The field of economic liberalism in an open world economy involves positive feedback loops through the realization of its preferred institutional arrangements which, in turn, tend to strengthen its potential force. For instance, freely convertible currencies, financial deregulation and the principle of national treatment imply more exit options for capital. The dynamics of this self-reinforcing process, characterised by feedback that is positive from the point of view of some or many of the key actors, has had the power to support and institutionalize the chosen arrangement.
From causes to emancipation
No self-reinforcing process can continue boundlessly without countervailing forces coming into effect. The process of neoliberalization has slowed down economic growth, especially in the OECD world. It has increased inequalities and insecurities and led to the rise of nationalistic and xenophobic movements. What is noteworthy, however, is that most of these movements and parties have adopted market fundamentalism as part of their platform. Ambiguity has increased but neoliberalism remains the prevalent ideology as far as economic policy is concerned.
The state-centric story of the emancipatory left is premised on the assumption that current conditions and contradictions can be overcome and the social-democratic project revived without global changes and worldwide collective actions to revise or establish new common institutions. This not only overlooks the current degree of institutionalisation of transnational practices and relations, but it also ignores the underlying tendency of the capitalist market economy to expand in space (nowadays also into planetary orbit and to other parts of the solar system).

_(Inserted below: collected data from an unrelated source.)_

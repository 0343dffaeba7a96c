//! Channel-backed cursor shared by the database adapters.
//!
//! A producer task streams rows from the driver into a bounded channel; the
//! cursor pulls from the other end. The channel bound is the read-ahead
//! window, so a slow destination applies backpressure to the query.

use std::future::Future;

use async_trait::async_trait;
use tokio::sync::mpsc;
use tokio::task::JoinHandle;

use crate::core::row::Row;
use crate::core::traits::RowCursor;
use crate::error::Result;

/// Cursor fed by a background producer task.
pub struct ChannelCursor {
    rx: mpsc::Receiver<Result<Row>>,
    producer: Option<JoinHandle<()>>,
    exhausted: bool,
}

impl ChannelCursor {
    /// Spawn `produce` with the sending half of a channel of `capacity` rows.
    ///
    /// The producer ends the cursor by returning (dropping the sender).
    pub fn spawn<F, Fut>(capacity: usize, produce: F) -> Self
    where
        F: FnOnce(mpsc::Sender<Result<Row>>) -> Fut,
        Fut: Future<Output = ()> + Send + 'static,
    {
        let (tx, rx) = mpsc::channel(capacity.max(1));
        let producer = tokio::spawn(produce(tx));
        Self {
            rx,
            producer: Some(producer),
            exhausted: false,
        }
    }
}

#[async_trait]
impl RowCursor for ChannelCursor {
    async fn advance(&mut self) -> Option<Result<Row>> {
        if self.exhausted {
            return None;
        }
        match self.rx.recv().await {
            Some(item) => Some(item),
            None => {
                self.exhausted = true;
                None
            }
        }
    }

    async fn close(&mut self) {
        self.exhausted = true;
        self.rx.close();
        if let Some(producer) = self.producer.take() {
            producer.abort();
            let _ = producer.await;
        }
    }
}

impl Drop for ChannelCursor {
    fn drop(&mut self) {
        if let Some(producer) = self.producer.take() {
            producer.abort();
        }
    }
}
//! MySQL/MariaDB source reader.
//!
//! Streams the job's SELECT through a SQLx pool and converts each row into
//! the dynamic [`SqlValue`] set by the column's reported type name.

use async_trait::async_trait;
use futures::StreamExt;
use sqlx::mysql::{MySqlConnectOptions, MySqlPool, MySqlPoolOptions, MySqlRow};
use sqlx::{Column, Row as _, TypeInfo, ValueRef};
use tracing::{debug, info};

use crate::config::Credential;
use crate::core::catalog::ConnectOptions;
use crate::core::row::Row;
use crate::core::traits::{ReadOptions, RowCursor, SourceReader};
use crate::core::value::SqlValue;
use crate::drivers::common::{ChannelCursor, SslMode};
use crate::error::{LoadError, Result};

const DEFAULT_PORT: u16 = 3306;

/// MySQL/MariaDB source reader.
pub struct MysqlReader {
    pool: MySqlPool,
}

impl MysqlReader {
    /// Connect to the database named by the credential and verify the
    /// connection.
    pub async fn connect(cred: &Credential, opts: &ConnectOptions) -> Result<Self> {
        let (host, port) = cred.host_port(DEFAULT_PORT);
        let ssl_mode = SslMode::parse(&cred.ssl_mode)?;
        let context = format!("mysql {}", cred.display_target());

        let options = MySqlConnectOptions::new()
            .host(&host)
            .port(port)
            .database(&cred.database)
            .username(&cred.username)
            .password(&cred.password)
            .ssl_mode(ssl_mode.to_mysql());

        let pool = MySqlPoolOptions::new()
            .max_connections(opts.max_connections.max(1) as u32)
            .acquire_timeout(opts.connect_timeout)
            .connect_with(options)
            .await
            .map_err(|e| LoadError::source_open(e, &context))?;

        sqlx::query("SELECT 1")
            .fetch_one(&pool)
            .await
            .map_err(|e| LoadError::source_open(e, &context))?;

        info!("Connected to MySQL source: {}:{}/{}", host, port, cred.database);

        Ok(Self { pool })
    }

    /// Quote a MySQL identifier.
    fn quote_ident(name: &str) -> String {
        format!("`{}`", name.replace('`', "``"))
    }
}

#[async_trait]
impl SourceReader for MysqlReader {
    async fn open_cursor(&self, opts: ReadOptions) -> Result<Box<dyn RowCursor>> {
        let sql = opts.build_select(Self::quote_ident);

        // A bad table, column or condition fails here instead of as a scan error.
        sqlx::query(&format!("{} LIMIT 0", sql))
            .fetch_all(&self.pool)
            .await
            .map_err(|e| LoadError::source_open(e, format!("cursor on {}", opts.table)))?;

        debug!("Opening MySQL cursor: {}", sql);

        let pool = self.pool.clone();
        let cursor = ChannelCursor::spawn(opts.prefetch, move |tx| async move {
            let mut stream = sqlx::query(&sql).fetch(&pool);
            while let Some(item) = stream.next().await {
                // A driver error means the stream is gone; a conversion
                // error only loses this row.
                let (converted, lost) = match item {
                    Ok(row) => (convert_row(&row), false),
                    Err(e) => (Err(LoadError::RowScan(e.to_string())), true),
                };
                if tx.send(converted).await.is_err() || lost {
                    break;
                }
            }
        });

        Ok(Box::new(cursor))
    }

    fn db_type(&self) -> &str {
        "mysql"
    }

    async fn close(&self) {
        self.pool.close().await;
    }
}

/// Convert a MySQL row into a [`Row`], keeping column order.
fn convert_row(row: &MySqlRow) -> Result<Row> {
    let mut out = Row::with_capacity(row.columns().len());
    for (idx, column) in row.columns().iter().enumerate() {
        let value = convert_value(row, idx, column.type_info().name())
            .map_err(|e| LoadError::RowScan(format!("column {}: {}", column.name(), e)))?;
        out.insert(column.name(), value);
    }
    Ok(out)
}

fn convert_value(
    row: &MySqlRow,
    idx: usize,
    type_name: &str,
) -> std::result::Result<SqlValue, sqlx::Error> {
    if row.try_get_raw(idx)?.is_null() {
        return Ok(SqlValue::Null);
    }

    let type_name = type_name.to_uppercase();
    let value = match type_name.as_str() {
        "BOOLEAN" => SqlValue::Bool(row.try_get::<bool, _>(idx)?),

        "TINYINT" | "SMALLINT" | "MEDIUMINT" | "INT" | "BIGINT" => {
            SqlValue::Int(row.try_get::<i64, _>(idx)?)
        }
        "TINYINT UNSIGNED" | "SMALLINT UNSIGNED" | "MEDIUMINT UNSIGNED" | "INT UNSIGNED"
        | "BIGINT UNSIGNED" => {
            let v = row.try_get::<u64, _>(idx)?;
            // Values past i64::MAX only fit as text.
            i64::try_from(v)
                .map(SqlValue::Int)
                .unwrap_or_else(|_| SqlValue::Text(v.to_string()))
        }

        "FLOAT" => SqlValue::Float(row.try_get::<f32, _>(idx)?.into()),
        "DOUBLE" => SqlValue::Float(row.try_get::<f64, _>(idx)?),
        "DECIMAL" => SqlValue::Text(row.try_get::<rust_decimal::Decimal, _>(idx)?.to_string()),

        "CHAR" | "VARCHAR" | "TEXT" | "TINYTEXT" | "MEDIUMTEXT" | "LONGTEXT" | "ENUM" | "SET" => {
            SqlValue::Text(row.try_get::<String, _>(idx)?)
        }
        "JSON" => SqlValue::Text(row.try_get::<serde_json::Value, _>(idx)?.to_string()),

        "BINARY" | "VARBINARY" | "BLOB" | "TINYBLOB" | "MEDIUMBLOB" | "LONGBLOB" => {
            SqlValue::Blob(row.try_get::<Vec<u8>, _>(idx)?)
        }

        "DATE" => row.try_get::<chrono::NaiveDate, _>(idx)?.into(),
        "DATETIME" => SqlValue::Timestamp(row.try_get::<chrono::NaiveDateTime, _>(idx)?),
        "TIMESTAMP" => row
            .try_get::<chrono::DateTime<chrono::Utc>, _>(idx)?
            .into(),
        "TIME" => SqlValue::Text(row.try_get::<chrono::NaiveTime, _>(idx)?.to_string()),

        // YEAR, BIT, GEOMETRY and anything newer: text if it decodes as
        // text, raw bytes otherwise.
        _ => match row.try_get::<String, _>(idx) {
            Ok(s) => SqlValue::Text(s),
            Err(_) => SqlValue::Blob(row.try_get_unchecked::<Vec<u8>, _>(idx)?),
        },
    };
    Ok(value)
}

Moreover, to the extent that particular state-actors see things only from their own limited point of view, they are liable to resort to contradictory actions – for instance via the fallacy of composition. The fallacy typically arises from the assumption that what is possible for one actor at a given moment must be possible for all (or many) of them simultaneously. If the economic policies of different states are contradictory, for instance if states simultaneously attempt to transfer their economic difficulties abroad by increasing their exports relative to imports, the end result can be damaging for many countries, or for all. Our fates are irrevocably interconnected.
Unrecognised contradictions tend to have negative unintended consequences, which easily amount to vicious circles stemming from increasingly self-regarding and myopic perspectives. The recognition of contradictions takes time and requires learning, involving shifts toward more holistic and solidaristic modes of consciousness and building collective agency. Contradictions can be best overcome by means of collective action and by revising old or building new institutions.
There is no shortage of good ideas about better global institutions. As the prevailing political imaginaries and institutions remain national, many of these ideas may seem far-fetched, if not utopian. From my point of view, however, the supposition that we can continue with the current institutions of the world economy – leaving all the most important global problems and contradictions unresolved – seems hopelessly utopian.
The real choice is between learning & collective action and a catastrophe. The best hope to emancipate ourselves from the current unnecessary, unwanted and unneeded sources of determination is by way of building better global institutions.